* [The task]: Find and copy each line of the records where the string "RedbDocumentStore" shows up.

(Stored items)
--- START ---

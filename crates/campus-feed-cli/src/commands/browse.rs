use std::sync::Arc;

use anyhow::Result;
use campus_feed_core::{FeedConfig, FeedSession, FeedState};
use campus_feed_storage::RedbDocumentStore;
use colored::Colorize;

use crate::cli::BrowseArgs;
use crate::output::table::{item_table, print_table};
use crate::output::{OutputFormat, json::print_json};

pub async fn run(
    store: Arc<RedbDocumentStore>,
    config: FeedConfig,
    args: BrowseArgs,
    format: OutputFormat,
) -> Result<()> {
    let identity = args.viewer.identity();
    let session = FeedSession::open(args.kind, store, &identity, config).await?;
    let pager = &session.pager;

    if args.sort == pager.sort() {
        pager.load_initial().await?;
    } else {
        pager.set_sort(args.sort).await?;
    }
    for _ in 1..args.pages {
        if pager.state() != FeedState::Idle {
            break;
        }
        pager.load_more().await?;
    }

    let snapshot = pager.snapshot();
    if format.is_json() {
        return print_json(&snapshot);
    }

    if snapshot.items.is_empty() {
        println!("{}", "No items to show.".dimmed());
    } else {
        print_table(item_table(&snapshot.items))?;
    }
    if snapshot.has_more {
        println!("{}", "More items available; pass --pages to load further.".dimmed());
    } else {
        println!("{}", "End of feed.".dimmed());
    }
    Ok(())
}
//! Feed engine configuration.

use std::path::Path;
use std::time::Duration;

use anyhow::{Context, Result};
use serde::{Deserialize, Serialize};

// Default configuration constants
const DEFAULT_PAGE_SIZE: usize = 10;
const DEFAULT_STATUS_BATCH_SIZE: usize = 10;
const DEFAULT_FETCH_TIMEOUT_MS: u64 = 15_000;
const DEFAULT_MUTATION_TIMEOUT_MS: u64 = 10_000;
const DEFAULT_SCROLL_THRESHOLD_PX: f64 = 200.0;
const MAX_PAGE_SIZE: usize = 100;
// Upper bound of the remote store's IN-query
const MAX_STATUS_BATCH_SIZE: usize = 30;
const MIN_TIMEOUT_MS: u64 = 100;

/// Feed engine configuration
#[derive(Debug, Clone, PartialEq, Serialize, Deserialize)]
#[serde(default)]
pub struct FeedConfig {
    pub page_size: usize,
    pub status_batch_size: usize,
    pub fetch_timeout_ms: u64,
    pub mutation_timeout_ms: u64,
    pub scroll_threshold_px: f64,
}

impl Default for FeedConfig {
    fn default() -> Self {
        Self {
            page_size: DEFAULT_PAGE_SIZE,
            status_batch_size: DEFAULT_STATUS_BATCH_SIZE,
            fetch_timeout_ms: DEFAULT_FETCH_TIMEOUT_MS,
            mutation_timeout_ms: DEFAULT_MUTATION_TIMEOUT_MS,
            scroll_threshold_px: DEFAULT_SCROLL_THRESHOLD_PX,
        }
    }
}

impl FeedConfig {
    /// Validate configuration values
    pub fn validate(&self) -> Result<()> {
        if self.page_size == 0 || self.page_size > MAX_PAGE_SIZE {
            return Err(anyhow::anyhow!(
                "Page size must be between 1 and {}",
                MAX_PAGE_SIZE
            ));
        }

        if self.status_batch_size == 0 || self.status_batch_size > MAX_STATUS_BATCH_SIZE {
            return Err(anyhow::anyhow!(
                "Status batch size must be between 1 and {}",
                MAX_STATUS_BATCH_SIZE
            ));
        }

        if self.fetch_timeout_ms < MIN_TIMEOUT_MS {
            return Err(anyhow::anyhow!(
                "Fetch timeout must be at least {} ms",
                MIN_TIMEOUT_MS
            ));
        }

        if self.mutation_timeout_ms < MIN_TIMEOUT_MS {
            return Err(anyhow::anyhow!(
                "Mutation timeout must be at least {} ms",
                MIN_TIMEOUT_MS
            ));
        }

        if !self.scroll_threshold_px.is_finite() || self.scroll_threshold_px < 0.0 {
            return Err(anyhow::anyhow!(
                "Scroll threshold must be a non-negative number of pixels"
            ));
        }

        Ok(())
    }

    pub fn from_toml_str(content: &str) -> Result<Self> {
        let config: FeedConfig = toml::from_str(content).context("Failed to parse feed config")?;
        config.validate().context("Invalid feed configuration")?;
        Ok(config)
    }

    /// Load and validate a TOML config file.
    pub fn load(path: impl AsRef<Path>) -> Result<Self> {
        let path = path.as_ref();
        let content = std::fs::read_to_string(path)
            .with_context(|| format!("Failed to read config file {}", path.display()))?;
        Self::from_toml_str(&content)
    }

    pub fn fetch_timeout(&self) -> Duration {
        Duration::from_millis(self.fetch_timeout_ms)
    }

    pub fn mutation_timeout(&self) -> Duration {
        Duration::from_millis(self.mutation_timeout_ms)
    }
}
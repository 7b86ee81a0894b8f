use anyhow::Result;
use serde::Serialize;

pub fn print_json<T: Serialize>(value: &T) -> Result<()> {
    let output = serde_json::to_string_pretty(value)?;
    println!("{output}");
    Ok(())
}
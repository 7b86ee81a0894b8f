//! Campus Feed Traits - collaborator seams consumed by the feed engine.
//!
//! - `DocumentStore`: paged queries, batch reads, interaction lookups and
//!   atomic mutations
//! - `IdentityProvider`: the current session and viewer
//! - `StoreError`: failure taxonomy shared by every store implementation

pub mod error;
pub mod identity;
pub mod store;

pub use error::{Result as StoreResult, StoreError};
pub use identity::{IdentityProvider, SessionState};
pub use store::DocumentStore;
use anyhow::Result;
use campus_feed_models::{ContentItem, VisibilitySettings};
use campus_feed_storage::RedbDocumentStore;
use chrono::{Duration, Utc};
use colored::Colorize;
use serde_json::json;
use uuid::Uuid;

use crate::cli::SeedArgs;
use crate::output::{OutputFormat, json::print_json};

pub fn run(store: &RedbDocumentStore, args: SeedArgs, format: OutputFormat) -> Result<()> {
    let visibility = VisibilitySettings::default()
        .with_branches(args.branches)
        .with_years(args.years)
        .with_genders(args.genders);
    let now = Utc::now();

    let mut ids = Vec::with_capacity(args.count);
    for i in 0..args.count {
        let n = i as i64;
        let item = ContentItem::new(
            Uuid::new_v4().to_string(),
            args.kind,
            args.author.as_str(),
            format!("Sample {} #{}", args.kind.collection(), i + 1),
            now - Duration::minutes(n),
        )
        .with_counters((n * 7) % 13, (n * 3) % 5)
        .with_visibility(visibility.clone());
        store.put_item(&item)?;
        ids.push(item.id);
    }

    let total = store.count(args.kind)?;
    tracing::info!(
        collection = args.kind.collection(),
        created = ids.len(),
        total,
        "collection seeded"
    );

    if format.is_json() {
        return print_json(&json!({
            "collection": args.kind.collection(),
            "created": ids,
            "total": total,
        }));
    }

    println!(
        "{} {} items into {} ({} total)",
        "Seeded".green().bold(),
        ids.len(),
        args.kind.collection(),
        total
    );
    Ok(())
}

--- END ---

* [Exercise answer]:
use campus_feed_storage::RedbDocumentStore;
    store: Arc<RedbDocumentStore>,
use campus_feed_storage::RedbDocumentStore;
pub fn run(store: &RedbDocumentStore, args: SeedArgs, format: OutputFormat) -> Result<()> {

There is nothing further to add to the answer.